Jane–Going back to read the classics always helps. 🙂 Everybody working on a first novel has a lot to learn, but very often people don’t know how to tell a writer what needs work. People may be saying “show don’t tell” when what they mean is there’s a problem with pacing and they want you to get on with the story.
It’s true you don’t want to lose your voice. But newer novelists tend to have trouble with exposition (we all do–it’s one of the toughest things to get right) and how much to reveal in the opening chapters. If you’re like most of us when we start out, you’re probably pausing the story to get in a lot of information you don’t need to convey until later, when you’ve got your reader hooked on the story. It may be there’s nothing wrong with what you’ve written but it needs to be presented later in the book.
I always say “the first draft is for the writer and the second is for the reader.”
Oh, God. I can’t tell you how helpful this post was. I had to walk away from an editor who wanted EVERYTHING shown. She hated narrative. It was a nightmare and had a seriously negative effect on my self-confidence. Thank you!!

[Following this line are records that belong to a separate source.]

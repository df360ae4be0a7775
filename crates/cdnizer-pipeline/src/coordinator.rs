//! Upload coordinator.
//!
//! For each asset path: derive the key, return `CachedHit` when the cache already has
//! it, otherwise perform exactly one `put_object` and record the key on success.
//! Concurrent requests for the same key share one in-flight upload and all receive
//! its result.

use std::collections::HashMap;
use std::path::{Path, PathBuf};
use std::sync::Arc;

use anyhow::Context;
use cdnizer_core::{
    normalize_path, public_url, AssetKey, CdnizerConfig, FingerprintSource, KeyDeriver,
    UploadResult,
};
use cdnizer_storage::{create_storage, ObjectBody, PutResponse, Storage};
use futures::future::{BoxFuture, FutureExt, Shared};
use tokio::sync::Mutex;

use crate::cache::CacheStore;
use crate::error::PipelineError;
use crate::fingerprint::content_fingerprint;

type InFlightUpload = Shared<BoxFuture<'static, Result<UploadResult, PipelineError>>>;

struct State {
    cache: CacheStore,
    storage: Arc<dyn Storage>,
    // Lock order: `in_flight` before the cache table.
    in_flight: Mutex<HashMap<AssetKey, InFlightUpload>>,
}

/// Cheap to clone; clones share the cache, the storage backend and the in-flight table.
#[derive(Clone)]
pub struct UploadCoordinator {
    deriver: KeyDeriver,
    fingerprint_source: FingerprintSource,
    domain: String,
    state: Arc<State>,
}

impl UploadCoordinator {
    pub fn new(
        deriver: KeyDeriver,
        domain: impl Into<String>,
        cache: CacheStore,
        storage: Arc<dyn Storage>,
    ) -> Self {
        Self {
            deriver,
            fingerprint_source: FingerprintSource::default(),
            domain: domain.into(),
            state: Arc::new(State {
                cache,
                storage,
                in_flight: Mutex::new(HashMap::new()),
            }),
        }
    }

    pub fn with_fingerprint_source(mut self, source: FingerprintSource) -> Self {
        self.fingerprint_source = source;
        self
    }

    /// Build the coordinator described by `config`: load the cache and connect storage.
    pub async fn from_config(config: &CdnizerConfig) -> anyhow::Result<Self> {
        let deriver = config.key_deriver()?;

        let cache_path = config.cache_path();
        let cache = CacheStore::load(&cache_path, config.caching_enabled)
            .await
            .with_context(|| format!("Failed to load upload cache {}", cache_path.display()))?;

        let storage = create_storage(config)
            .await
            .context("Failed to initialize storage backend")?;

        tracing::info!(
            backend = %storage.backend_type(),
            bucket = %storage.bucket(),
            prefix = %deriver.prefix(),
            fingerprint = deriver.fingerprint_enabled(),
            caching = config.caching_enabled,
            "Upload coordinator ready"
        );

        Ok(Self::new(deriver, config.domain(), cache, storage)
            .with_fingerprint_source(config.fingerprint_source))
    }

    pub fn cache(&self) -> &CacheStore {
        &self.state.cache
    }

    pub fn domain(&self) -> &str {
        &self.domain
    }

    /// Storage key for `path` from its file name, without touching the filesystem.
    pub fn key_for(&self, path: &Path) -> Result<AssetKey, PipelineError> {
        Ok(self.deriver.derive(path)?)
    }

    pub fn url_for(&self, key: &AssetKey) -> String {
        public_url(&self.domain, key.as_str())
    }

    /// Upload `path` unless its key is cached, and classify the outcome.
    ///
    /// Transport problems come back as `Ok` with a `Failed` or `NotFound` outcome; only
    /// an invalid path or a cache persistence failure is an `Err`.
    pub async fn upload(&self, path: &Path) -> Result<UploadResult, PipelineError> {
        let key = match self.resolve_key(path).await? {
            Ok(key) => key,
            Err(failed) => return Ok(failed),
        };
        let url = self.url_for(&key);

        if self.state.cache.has(&key).await {
            tracing::debug!(key = %key, "Upload cache hit");
            return Ok(UploadResult::cached(key, url));
        }

        let upload = {
            let mut in_flight = self.state.in_flight.lock().await;
            if let Some(existing) = in_flight.get(&key) {
                tracing::debug!(key = %key, "Joining in-flight upload");
                existing.clone()
            } else {
                // The previous upload of this key may have finished since the check above.
                if self.state.cache.has(&key).await {
                    return Ok(UploadResult::cached(key, url));
                }
                let upload = Self::spawn_upload(
                    Arc::clone(&self.state),
                    key.clone(),
                    url,
                    path.to_path_buf(),
                );
                in_flight.insert(key, upload.clone());
                upload
            }
        };

        upload.await
    }

    /// Key for `path` under the configured fingerprint source.
    ///
    /// The inner `Err` is a ready `Failed` result for content that cannot be read.
    async fn resolve_key(
        &self,
        path: &Path,
    ) -> Result<Result<AssetKey, UploadResult>, PipelineError> {
        let name_key = self.deriver.derive(path)?;
        if self.fingerprint_source == FingerprintSource::Name || !self.deriver.fingerprint_enabled()
        {
            return Ok(Ok(name_key));
        }

        match content_fingerprint(path).await {
            Ok(digest) => Ok(Ok(self.deriver.derive_with_digest(path, &digest)?)),
            Err(e) => {
                let url = self.url_for(&name_key);
                Ok(Err(UploadResult::failed(
                    name_key,
                    url,
                    format!("Failed to read {}: {}", path.display(), e),
                )))
            }
        }
    }

    fn spawn_upload(
        state: Arc<State>,
        key: AssetKey,
        url: String,
        path: PathBuf,
    ) -> InFlightUpload {
        async move {
            let result = state.put_and_record(&key, url, &path).await;
            state.in_flight.lock().await.remove(&key);
            result
        }
        .boxed()
        .shared()
    }
}

impl State {
    async fn put_and_record(
        &self,
        key: &AssetKey,
        url: String,
        path: &Path,
    ) -> Result<UploadResult, PipelineError> {
        let body = match ObjectBody::open(path).await {
            Ok(body) => body,
            Err(e) => {
                tracing::warn!(key = %key, path = %path.display(), error = %e, "Asset unreadable");
                return Ok(UploadResult::failed(
                    key.clone(),
                    url,
                    format!("Failed to read {}: {}", path.display(), e),
                ));
            }
        };

        match self.storage.put_object(key.as_str(), body).await {
            Ok(PutResponse::Stored { .. }) => {
                self.cache.record(key.clone(), normalize_path(path)).await?;
                Ok(UploadResult::uploaded(key.clone(), url))
            }
            Ok(PutResponse::NoResponse) => Ok(UploadResult::not_found(key.clone(), url)),
            Err(e) => Ok(UploadResult::failed(key.clone(), url, e.to_string())),
        }
    }
}
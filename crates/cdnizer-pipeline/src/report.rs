//! Console report printed while a build processes assets.
//!
//! One banner before the first asset, then one line per asset:
//!
//! ```text
//! [14:02:07] (success) /work/site/src/logo.png => https://cdn.example.com/site/logo.png
//! [14:02:07] (error: Upload failed: AccessDenied) /work/site/src/a.svg => https://...
//! ```

use cdnizer_core::{Outcome, UploadResult};
use owo_colors::OwoColorize;

pub const BANNER: &str = "\n-------------------------------------------------------\n\t\t cdnizer upload log\n-------------------------------------------------------";

/// Where the hook sends its human-facing output.
pub trait ReportSink: Send + Sync {
    fn banner(&self);
    fn asset(&self, source: &str, result: &UploadResult);
}

/// Colored stdout report.
#[derive(Debug, Clone, Copy, Default)]
pub struct ConsoleReport;

impl ReportSink for ConsoleReport {
    fn banner(&self) {
        println!("{}", BANNER.bright_black().bold());
    }

    fn asset(&self, source: &str, result: &UploadResult) {
        let time = chrono::Local::now().format("%H:%M:%S").to_string();
        let line = format_line(&time, source, result);
        match result.outcome {
            Outcome::Uploaded => println!("{}", line.green().bold()),
            Outcome::CachedHit => println!("{}", line.blue().bold()),
            Outcome::Failed => println!("{}", line.red().bold()),
            Outcome::NotFound => println!("{}", line.bright_black().bold()),
        }
    }
}

/// Uncolored report line for `result`.
pub fn format_line(time: &str, source: &str, result: &UploadResult) -> String {
    let level = result.outcome.level();
    let prefix = match &result.detail {
        Some(detail) => format!("{level}: {detail}"),
        None => level.to_string(),
    };
    format!("[{time}] ({prefix}) {source} => {}", result.url)
}
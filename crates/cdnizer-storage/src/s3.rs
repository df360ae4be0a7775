use crate::traits::{
    has_parent_segment, ObjectBody, PutResponse, Storage, StorageError, StorageResult,
};
use crate::StorageBackend;
use async_trait::async_trait;
use bytes::Bytes;
use cdnizer_core::Credentials;
use futures::StreamExt;
use object_store::aws::{AmazonS3, AmazonS3Builder};
use object_store::path::Path;
use object_store::{ObjectStoreExt, PutPayload, PutResult, WriteMultipart};
use tokio::io::AsyncReadExt;
use tokio_util::io::ReaderStream;

/// Size of each part of a multipart upload.
const PART_SIZE: usize = 8 * 1024 * 1024;

/// Parts uploaded concurrently while streaming a large file.
const MAX_CONCURRENT_PARTS: usize = 4;

/// S3 storage implementation
#[derive(Clone)]
pub struct S3Storage {
    store: AmazonS3,
    bucket: String,
    region: String,
    endpoint_url: Option<String>, // Custom endpoint for S3-compatible providers
    multipart_threshold: u64,
}

impl S3Storage {
    /// Create a new S3Storage instance
    ///
    /// # Arguments
    /// * `bucket` - Bucket name
    /// * `region` - Region identifier (e.g. "us-east-1", or "ap-beijing" for Tencent COS)
    /// * `endpoint_url` - Optional custom endpoint for S3-compatible providers
    ///   (e.g. "https://cos.ap-beijing.myqcloud.com", "http://localhost:9000" for MinIO)
    /// * `credentials` - Explicit identity; when absent the standard AWS environment is used
    /// * `multipart_threshold` - Files above this many bytes are streamed in parts
    pub fn new(
        bucket: String,
        region: String,
        endpoint_url: Option<String>,
        credentials: Option<&Credentials>,
        multipart_threshold: u64,
    ) -> StorageResult<Self> {
        let mut builder = AmazonS3Builder::from_env()
            .with_region(region.clone())
            .with_bucket_name(bucket.clone());

        if let Some(credentials) = credentials {
            builder = builder
                .with_access_key_id(credentials.secret_id())
                .with_secret_access_key(credentials.secret_key());
        }

        if let Some(ref endpoint) = endpoint_url {
            let allow_http = endpoint.starts_with("http://");
            builder = builder
                .with_endpoint(endpoint.clone())
                .with_allow_http(allow_http);
        }

        let store = builder
            .build()
            .map_err(|e| StorageError::ConfigError(e.to_string()))?;

        Ok(S3Storage {
            store,
            bucket,
            region,
            endpoint_url,
            multipart_threshold,
        })
    }

    pub fn region(&self) -> &str {
        &self.region
    }

    pub fn endpoint_url(&self) -> Option<&str> {
        self.endpoint_url.as_deref()
    }

    /// Single PUT for files at or below the multipart threshold.
    ///
    /// The body is buffered (at most the threshold, 8 MiB by default) because a plain
    /// PUT needs the whole payload; only larger files are streamed.
    async fn put_single(&self, location: &Path, body: ObjectBody) -> StorageResult<PutResult> {
        let expected = body.content_length();
        let mut buffer = Vec::with_capacity(expected as usize);
        body.into_reader().read_to_end(&mut buffer).await?;

        let actual = buffer.len() as u64;
        if actual != expected {
            return Err(StorageError::SizeMismatch { expected, actual });
        }

        self.store
            .put(location, PutPayload::from(Bytes::from(buffer)))
            .await
            .map_err(|e| StorageError::UploadFailed(e.to_string()))
    }

    /// Stream a large file in parts without holding it in memory.
    async fn put_streaming(&self, location: &Path, body: ObjectBody) -> StorageResult<PutResult> {
        let expected = body.content_length();
        let upload = self
            .store
            .put_multipart(location)
            .await
            .map_err(|e| StorageError::UploadFailed(e.to_string()))?;
        let mut writer = WriteMultipart::new_with_chunk_size(upload, PART_SIZE);

        let mut stream = ReaderStream::new(body.into_reader());
        let mut written = 0u64;

        while let Some(chunk) = stream.next().await {
            let chunk = match chunk {
                Ok(chunk) => chunk,
                Err(e) => {
                    let _ = writer.abort().await;
                    return Err(StorageError::IoError(e));
                }
            };
            if let Err(e) = writer.wait_for_capacity(MAX_CONCURRENT_PARTS).await {
                let _ = writer.abort().await;
                return Err(StorageError::UploadFailed(e.to_string()));
            }
            written += chunk.len() as u64;
            writer.write(&chunk);
        }

        if written != expected {
            let _ = writer.abort().await;
            return Err(StorageError::SizeMismatch {
                expected,
                actual: written,
            });
        }

        writer
            .finish()
            .await
            .map_err(|e| StorageError::UploadFailed(e.to_string()))
    }
}

/// A successful call that carries neither an ETag nor a version id is not an
/// acknowledgement the object exists.
fn classify_put(e_tag: Option<String>, version: Option<String>) -> PutResponse {
    if e_tag.is_none() && version.is_none() {
        PutResponse::NoResponse
    } else {
        PutResponse::Stored { e_tag, version }
    }
}

#[async_trait]
impl Storage for S3Storage {
    async fn put_object(&self, key: &str, body: ObjectBody) -> StorageResult<PutResponse> {
        if key.is_empty() || key.starts_with('/') || has_parent_segment(key) {
            return Err(StorageError::InvalidKey(key.to_string()));
        }

        let location = Path::from(key);
        let size = body.content_length();
        let multipart = size > self.multipart_threshold;
        let start = std::time::Instant::now();

        let result = if multipart {
            self.put_streaming(&location, body).await
        } else {
            self.put_single(&location, body).await
        };

        let put = result.map_err(|e| {
            tracing::error!(
                error = %e,
                bucket = %self.bucket,
                key = %key,
                size_bytes = size,
                multipart,
                duration_ms = start.elapsed().as_secs_f64() * 1000.0,
                "S3 upload failed"
            );
            e
        })?;

        let response = classify_put(put.e_tag, put.version);

        if response.is_stored() {
            tracing::info!(
                bucket = %self.bucket,
                key = %key,
                size_bytes = size,
                multipart,
                duration_ms = start.elapsed().as_secs_f64() * 1000.0,
                "S3 upload successful"
            );
        } else {
            tracing::warn!(
                bucket = %self.bucket,
                key = %key,
                size_bytes = size,
                duration_ms = start.elapsed().as_secs_f64() * 1000.0,
                "S3 upload returned no acknowledgement"
            );
        }

        Ok(response)
    }

    fn bucket(&self) -> &str {
        &self.bucket
    }

    fn backend_type(&self) -> StorageBackend {
        StorageBackend::S3
    }
}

Vanessa–Editors like that are murder on the writer–and the READER. I’ve tried to read books that were obviously edited by somebody with the show don’t tell bee in her bonnet. Probably a frustrated poet.
Three pages after somebody enters the room we finally get to the point–like that the guy is a fireman. But by then the house burned down and we don’t care. Next book please…
Scrape your self-confidence off the ms. and read some current bestsellers. You’re going to find a whole lot of telling. Especially if the POV is in the first person.